The thought of earning money while you spend the day at home in your PJs is alluring. But too often, these job offers are a scam created to take your money and do little else for you. Companies tend to prey upon senior citizens, stay-at-home parents, and those earning a low income with the promise of easy money and an opportunity to support themselves or their families. So how do you know when it's an attempt to dupe you and what can you do to protect yourself? The FBI has some helpful tips:

1. Never Pay Upfront
This is the golden rule when it comes to spotting scams. Whether it's "investing" in a starter kit, lead lists, training or software, a legitimate company will not ask you to come up with money to start or keep your job. This includes multi-level marketing (MLM) companies. According to research conducted by the Consumer Awareness Institute, more than 99% of MLM participants lose money on these businesses.

2. Know the Common Scams
These work-at-home businesses often ask you to pay upfront to gain access to leads, training, materials and/or goods. Steer clear of them.

  • e-Commerce/Selling goods online
  • Data entry
  • Envelope stuffing/Assembly work
  • Medical billing
  • Contract typist
  • Rebate processing
  • Mystery shopping

3. Contact the Better Business Bureau
Research whether the company is listed and/or has any complaints. But don't stop there. Scammers will regularly change the name of the business to ditch a poor track record. Search online review sites as well to look for trends that indicate fraud.

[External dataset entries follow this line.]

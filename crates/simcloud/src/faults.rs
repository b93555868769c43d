//! Fault injection for the local cloud.
//!
//! `STACKFORM_FAIL=vpc,web` makes every mutation of those resources fail
//! permanently. `STACKFORM_FLAKY=vpc:2` makes the first two mutations of
//! `vpc` fail with a transient error, after which they succeed.

use declarative::ProviderError;
use std::collections::{HashMap, HashSet};
use std::sync::Mutex;
use thiserror::Error;

/// Environment variable listing permanently failing resources
pub const FAIL_ENV: &str = "STACKFORM_FAIL";
/// Environment variable listing flaky resources and their failure counts
pub const FLAKY_ENV: &str = "STACKFORM_FLAKY";

#[derive(Debug, Error, Clone, PartialEq, Eq)]
pub enum FaultError {
    #[error("invalid flaky entry '{0}' (expected <resource>:<count>)")]
    InvalidFlaky(String),
}

/// Which resources fail, and how
#[derive(Debug, Default)]
pub struct FaultPlan {
    failing: HashSet<String>,
    flaky: Mutex<HashMap<String, u32>>,
}

impl FaultPlan {
    /// No faults
    pub fn none() -> Self {
        Self::default()
    }

    /// Parse comma-separated lists in the environment variable formats.
    pub fn parse(fail: &str, flaky: &str) -> Result<Self, FaultError> {
        let failing = entries(fail).map(str::to_string).collect();
        let flaky = entries(flaky)
            .map(|entry| {
                let (id, count) = entry
                    .rsplit_once(':')
                    .ok_or_else(|| FaultError::InvalidFlaky(entry.to_string()))?;
                let count = count
                    .trim()
                    .parse::<u32>()
                    .map_err(|_| FaultError::InvalidFlaky(entry.to_string()))?;
                Ok((id.trim().to_string(), count))
            })
            .collect::<Result<HashMap<_, _>, FaultError>>()?;
        Ok(Self {
            failing,
            flaky: Mutex::new(flaky),
        })
    }

    /// Read `STACKFORM_FAIL` and `STACKFORM_FLAKY`.
    pub fn from_env() -> Result<Self, FaultError> {
        let fail = std::env::var(FAIL_ENV).unwrap_or_default();
        let flaky = std::env::var(FLAKY_ENV).unwrap_or_default();
        let plan = Self::parse(&fail, &flaky)?;
        if !plan.is_empty() {
            log::debug!("Fault injection active: {plan:?}");
        }
        Ok(plan)
    }

    pub fn is_empty(&self) -> bool {
        self.failing.is_empty() && self.pending_flaky() == 0
    }

    fn pending_flaky(&self) -> u64 {
        let total =
            |flaky: &HashMap<String, u32>| -> u64 { flaky.values().copied().map(u64::from).sum() };
        match self.flaky.lock() {
            Ok(flaky) => total(&flaky),
            Err(poisoned) => total(&poisoned.into_inner()),
        }
    }

    /// Fail a mutation of `id` if a fault is configured for it.
    pub fn check(&self, id: &str, verb: &str) -> Result<(), ProviderError> {
        if self.failing.contains(id) {
            return Err(ProviderError::Other(format!(
                "{verb} {id} failed (injected fault)"
            )));
        }
        let mut flaky = match self.flaky.lock() {
            Ok(guard) => guard,
            Err(poisoned) => poisoned.into_inner(),
        };
        if let Some(left) = flaky.get_mut(id)
            && *left > 0
        {
            *left -= 1;
            return Err(ProviderError::Transient {
                message: format!("{verb} {id} timed out (injected, {left} left)"),
            });
        }
        Ok(())
    }
}

fn entries(list: &str) -> impl Iterator<Item = &str> {
    list.split(',').map(str::trim).filter(|s| !s.is_empty())
}

#[cfg(test)]
mod tests {
    use super::*;

    #[test]
    fn test_parse_lists() {
        let plan = FaultPlan::parse("vpc, web ,", "public-1:2").unwrap();
        assert!(plan.check("vpc", "create").is_err());
        assert!(plan.check("web", "create").is_err());
        assert!(plan.check("role", "create").is_ok());
        assert!(!plan.is_empty());
    }

    #[test]
    fn test_flaky_recovers_after_count() {
        let plan = FaultPlan::parse("", "public-1:2").unwrap();
        for _ in 0..2 {
            let err = plan.check("public-1", "create").unwrap_err();
            assert!(err.is_retryable());
        }
        assert!(plan.check("public-1", "create").is_ok());
        assert!(plan.is_empty());
    }

    #[test]
    fn test_permanent_failure_not_retryable() {
        let plan = FaultPlan::parse("vpc", "").unwrap();
        let err = plan.check("vpc", "create").unwrap_err();
        assert!(!err.is_retryable());
        assert!(err.to_string().contains("injected"));
    }

    #[test]
    fn test_invalid_flaky_entry() {
        assert_eq!(
            FaultPlan::parse("", "vpc").unwrap_err(),
            FaultError::InvalidFlaky("vpc".to_string())
        );
        assert!(FaultPlan::parse("", "vpc:many").is_err());
    }

    #[test]
    fn test_large_flaky_counts_do_not_overflow() {
        let max = u32::MAX;
        let plan = FaultPlan::parse("", &format!("vpc:{max},web:{max}")).unwrap();
        assert!(!plan.is_empty());
        assert_eq!(plan.pending_flaky(), 2 * u64::from(max));
    }

    #[test]
    fn test_empty_plan() {
        assert!(FaultPlan::parse("", " , ").unwrap().is_empty());
        assert!(FaultPlan::none().check("anything", "delete").is_ok());
    }
}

4. Limit Personal Information
Standard job applications typically ask for information like your home address, drivers license, and Social Security number. But identity thieves have been known to pose as work-at-home businesses to gain access to your personal and/or financial information.

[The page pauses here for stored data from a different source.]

impl SubnetTier {
    pub fn as_str(&self) -> &'static str {
        match self {
            Self::Public => "public",
            Self::PrivateWithEgress => "private_with_egress",
            Self::Isolated => "isolated",
        }
    }
}

#[derive(Debug, Clone, Copy, PartialEq, Eq, Hash, Serialize, Deserialize)]
#[serde(rename_all = "lowercase")]
pub enum Protocol {
    Tcp,
    Udp,
    Icmp,
    All,
}

/// Where ingress traffic may come from
#[derive(Debug, Clone, PartialEq, Eq, Serialize, Deserialize)]
#[serde(rename_all = "snake_case")]
pub enum RuleSource {
    Cidr(Cidr),
    SecurityGroup(ResourceId),
}

/// One ingress rule of a security group. Port range is inclusive.
#[derive(Debug, Clone, PartialEq, Eq, Serialize, Deserialize)]
pub struct IngressRule {
    pub protocol: Protocol,
    pub from_port: u16,
    pub to_port: u16,
    pub source: RuleSource,
    pub description: Option<String>,
}

impl IngressRule {
    /// TCP on a single port from any IPv4 address.
    pub fn tcp_from_anywhere(port: u16) -> Self {
        Self {
            protocol: Protocol::Tcp,
            from_port: port,
            to_port: port,
            source: RuleSource::Cidr(Cidr::any_ipv4()),
            description: None,
        }
    }
}

/// Opaque provisioning payload attached to compute resources.
///
/// Only the digest takes part in serialization, so the payload never ends up
/// in state files and is never interpreted.
#[derive(Clone, PartialEq, Eq)]
pub struct UserData(Vec<u8>);

impl UserData {
    pub fn new(bytes: impl Into<Vec<u8>>) -> Self {
        Self(bytes.into())
    }

    pub fn as_bytes(&self) -> &[u8] {
        &self.0
    }

    pub fn len(&self) -> usize {
        self.0.len()
    }

    pub fn is_empty(&self) -> bool {
        self.0.is_empty()
    }

    pub fn digest(&self) -> String {
        blake3::hash(&self.0).to_hex().to_string()
    }
}

impl fmt::Debug for UserData {
    fn fmt(&self, f: &mut fmt::Formatter<'_>) -> fmt::Result {
        write!(f, "UserData({} bytes)", self.0.len())
    }
}

impl Serialize for UserData {
    fn serialize<S: Serializer>(&self, serializer: S) -> Result<S::Ok, S::Error> {
        use serde::ser::SerializeStruct;
        let mut s = serializer.serialize_struct("UserData", 2)?;
        s.serialize_field("bytes", &self.0.len())?;
        s.serialize_field("blake3", &self.digest())?;
        s.end()
    }
}

#[derive(Debug, Clone, PartialEq, Eq, Serialize)]
pub struct NetworkConfig {
    pub cidr: Cidr,
    pub max_azs: u8,
    pub nat_gateways: u8,
    pub enable_dns_hostnames: bool,
    pub enable_dns_support: bool,
}

#[derive(Debug, Clone, PartialEq, Eq, Serialize)]
pub struct SubnetConfig {
    pub network: ResourceId,
    pub cidr: Cidr,
    pub availability_zone: String,
    pub tier: SubnetTier,
    pub map_public_ip_on_launch: bool,
}

#[derive(Debug, Clone, PartialEq, Eq, Serialize)]
pub struct SecurityGroupConfig {
    pub network: ResourceId,
    pub description: String,
    pub ingress: Vec<IngressRule>,
    pub allow_all_outbound: bool,
}

#[derive(Debug, Clone, PartialEq, Eq, Serialize)]
pub struct InstanceConfig {
    pub machine_image: String,
    pub instance_type: String,
    pub subnet: ResourceId,
    pub security_group: ResourceId,
    pub instance_profile: Option<ResourceId>,
    pub associate_public_ip: bool,
    pub require_imdsv2: bool,
    pub user_data: Option<UserData>,
}

#[derive(Debug, Clone, PartialEq, Eq, Serialize)]
pub struct LaunchTemplateConfig {
    pub machine_image: String,
    pub instance_type: String,
    pub security_group: ResourceId,
    pub instance_profile: Option<ResourceId>,
    pub require_imdsv2: bool,
    pub user_data: Option<UserData>,
}

#[derive(Debug, Clone, Copy, PartialEq, Eq, Serialize, Deserialize)]
#[serde(rename_all = "UPPERCASE")]
pub enum ListenerProtocol {
    Http,
    Https,
    Tcp,
}

#[derive(Debug, Clone, PartialEq, Eq, Serialize)]
pub struct Listener {
    pub port: u16,
    pub protocol: ListenerProtocol,
    pub target_group: ResourceId,
}

#[derive(Debug, Clone, PartialEq, Eq, Serialize)]
pub struct LoadBalancerConfig {
    pub internet_facing: bool,
    pub subnets: Vec<ResourceId>,
    pub security_group: ResourceId,
    pub listeners: Vec<Listener>,
}

#[derive(Debug, Clone, PartialEq, Eq, Serialize)]
pub struct TargetGroupConfig {
    pub network: ResourceId,
    pub port: u16,
    pub protocol: ListenerProtocol,
    pub health_check_path: Option<String>,
    pub targets: Vec<ResourceId>,
}

/// Capacity bounds of an auto-scaling group
#[derive(Debug, Clone, Copy, PartialEq, Eq, Serialize)]
pub struct Capacity {
    pub min: u32,
    pub max: u32,
    pub desired: u32,
}

#[derive(Debug, Clone, Copy, PartialEq, Eq, Serialize, Deserialize)]
#[serde(rename_all = "snake_case")]
pub enum ScalingMetric {
    CpuUtilization,
    RequestCountPerTarget,
    NetworkIn,
    NetworkOut,
}

/// Target-tracking policy: keep `metric` near `target`.
#[derive(Debug, Clone, PartialEq, Serialize)]
pub struct ScalingPolicy {
    pub metric: ScalingMetric,
    pub target: f64,
}

#[derive(Debug, Clone, PartialEq, Serialize)]
pub struct AutoScalingGroupConfig {
    pub launch_template: ResourceId,
    pub subnets: Vec<ResourceId>,
    pub capacity: Capacity,
    pub scaling_policy: Option<ScalingPolicy>,
    pub target_group: Option<ResourceId>,
}

#[derive(Debug, Clone, PartialEq, Eq, Serialize)]
pub struct IamRoleConfig {
    pub assumed_by: String,
    pub managed_policies: Vec<String>,
}

#[derive(Debug, Clone, PartialEq, Eq, Serialize)]
pub struct InstanceProfileConfig {
    pub role: ResourceId,
}

#[derive(Debug, Clone, PartialEq, Eq, Serialize)]
pub struct GatewayEndpointConfig {
    pub network: ResourceId,
    pub service: String,
    pub subnet_tier: SubnetTier,
    pub policy_actions: Vec<String>,
}

/// Desired configuration of a resource; the variant determines its kind.
#[derive(Debug, Clone, PartialEq, Serialize)]
#[serde(tag = "kind", rename_all = "snake_case")]
pub enum ResourceSpec {
    Network(NetworkConfig),
    Subnet(SubnetConfig),
    SecurityGroup(SecurityGroupConfig),
    Instance(InstanceConfig),
    LaunchTemplate(LaunchTemplateConfig),
    LoadBalancer(LoadBalancerConfig),
    TargetGroup(TargetGroupConfig),
    AutoScalingGroup(AutoScalingGroupConfig),
    IamRole(IamRoleConfig),
    InstanceProfile(InstanceProfileConfig),
    GatewayEndpoint(GatewayEndpointConfig),
}

/// A field of one resource that names another
#[derive(Debug, Clone, PartialEq, Eq)]
pub struct Reference<'a> {
    pub field: &'static str,
    pub target: &'a ResourceId,
    pub expects: ResourceKind,
}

If possible, when applying for any job, limit the amount of personal information you provide upfront, especially if you're filling out an application on a third-party job search site. Instead, let the employer know you'll provide your information if and when you're being seriously considered for the position (because at some point, they may need it to run a background check). If you encounter resistance, it might be better to move on.

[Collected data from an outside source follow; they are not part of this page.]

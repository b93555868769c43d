//! IPv4 address blocks in CIDR notation.
//!
//! Blocks are normalized on parse: host bits must be zero, so `10.0.0.0/16`
//! is accepted and `10.0.1.0/16` is rejected.

use ipnet::Ipv4Net;
use serde::{Deserialize, Serialize};
use std::fmt;
use std::net::Ipv4Addr;
use std::str::FromStr;
use thiserror::Error;

/// CIDR validation error
#[derive(Debug, Error, Clone, PartialEq, Eq)]
pub enum CidrError {
    #[error("invalid CIDR notation: {0}")]
    InvalidNotation(String),

    #[error("invalid IPv4 address: {0}")]
    InvalidAddress(String),

    #[error("invalid prefix length: {0} (must be 0-32)")]
    InvalidPrefix(u8),

    #[error("{0} has host bits set (did you mean {1}?)")]
    HostBitsSet(String, String),
}

/// An IPv4 block such as `10.0.0.0/16`.
#[derive(Debug, Clone, Copy, PartialEq, Eq, Hash, PartialOrd, Ord, Serialize, Deserialize)]
#[serde(try_from = "String", into = "String")]
pub struct Cidr(Ipv4Net);

impl Cidr {
    /// `0.0.0.0/0`
    pub fn any_ipv4() -> Self {
        Self(Ipv4Net::default())
    }

    /// Build a block from its parts, rejecting set host bits.
    pub fn new(network: Ipv4Addr, prefix: u8) -> Result<Self, CidrError> {
        let net = Ipv4Net::new(network, prefix).map_err(|_| CidrError::InvalidPrefix(prefix))?;
        let trunc = net.trunc();
        if trunc != net {
            return Err(CidrError::HostBitsSet(net.to_string(), trunc.to_string()));
        }
        Ok(Self(net))
    }

    pub fn network(&self) -> Ipv4Addr {
        self.0.network()
    }

    pub fn prefix(&self) -> u8 {
        self.0.prefix_len()
    }

    /// Whether `other` lies entirely inside this block.
    pub fn contains(&self, other: &Cidr) -> bool {
        self.0.contains(&other.0)
    }

    /// Whether the two blocks share any address. Aligned blocks either nest
    /// or are disjoint.
    pub fn overlaps(&self, other: &Cidr) -> bool {
        self.contains(other) || other.contains(self)
    }

    /// Every sub-block of length `prefix` in address order, or `None` when
    /// `prefix` is shorter than this block's or longer than 32.
    pub fn subnets(&self, prefix: u8) -> Option<impl Iterator<Item = Cidr>> {
        self.0.subnets(prefix).ok().map(|blocks| blocks.map(Self))
    }

    /// Usable host addresses: the network and broadcast addresses are
    /// excluded for blocks larger than /31.
    pub fn hosts(&self) -> impl Iterator<Item = Ipv4Addr> {
        self.0.hosts()
    }
}

impl FromStr for Cidr {
    type Err = CidrError;

    fn from_str(s: &str) -> Result<Self, Self::Err> {
        let s = s.trim();
        let (addr, prefix) = s
            .split_once('/')
            .ok_or_else(|| CidrError::InvalidNotation(s.to_string()))?;
        let network = Ipv4Addr::from_str(addr)
            .map_err(|_| CidrError::InvalidAddress(addr.to_string()))?;
        let prefix = prefix
            .parse::<u8>()
            .map_err(|_| CidrError::InvalidNotation(s.to_string()))?;
        Self::new(network, prefix)
    }
}

impl TryFrom<String> for Cidr {
    type Error = CidrError;

    fn try_from(value: String) -> Result<Self, Self::Error> {
        value.parse()
    }
}

impl From<Cidr> for String {
    fn from(value: Cidr) -> Self {
        value.to_string()
    }
}

impl fmt::Display for Cidr {
    fn fmt(&self, f: &mut fmt::Formatter<'_>) -> fmt::Result {
        self.0.fmt(f)
    }
}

Beware if your new employer asks for your mobile banking login credentials in order to process direct deposit. No legitimate employer needs this information. If you give out this information to a scammer, they'll may begin depositing fraudulent checks and then ask you to send some funds back. When the checks are returned, you're responsible for the negative balance owed.

5. Research, Research, Research
Do your own research into legitimate work-at-home opportunities. But beware: some savvy scammers have even created phony websites that claim to provide you a directory of "safe" work-at-home jobs... for an upfront price. Just remember the golden rule and you'll be able to weed out the real sites from the phonies.

6. Ask Lots of Questions
Ask your potential employer lots of questions—legitimate companies will have answers for you.

Avoid any employer that uses unconventional methods to communicate with and interview you. If a potential employer contacts you via text message, or wants to conduct the interview via "Google Hangouts" or other texting app, this is not a legitimate employer. If you insist on speaking with someone over the phone or in person and you get shut down, cease all contact immediately as this is likely a scam.

7. Steer clear of Cashier's Checks
It's suspicious if an employer sends you a cashier's check via next day mail as your paycheck, especially if it's far more than the pay you were expecting. If they try to get you to deposit the check(s) and then send money back or to another person within the organization, especially via MoneyGram or Western Union, then this is most certainly a scam. Be wary when sending funds in this way as you cannot request the funds back. When the cashier's check is returned due to being fraudulent, you'll be out the money sent.

Finally, if you think it's too late and you've been the victim of a work-at-home scam, file a complaint with the Federal Trade Commission's Consumer Sentinel or the FBI's Internet Crime Complaint Center.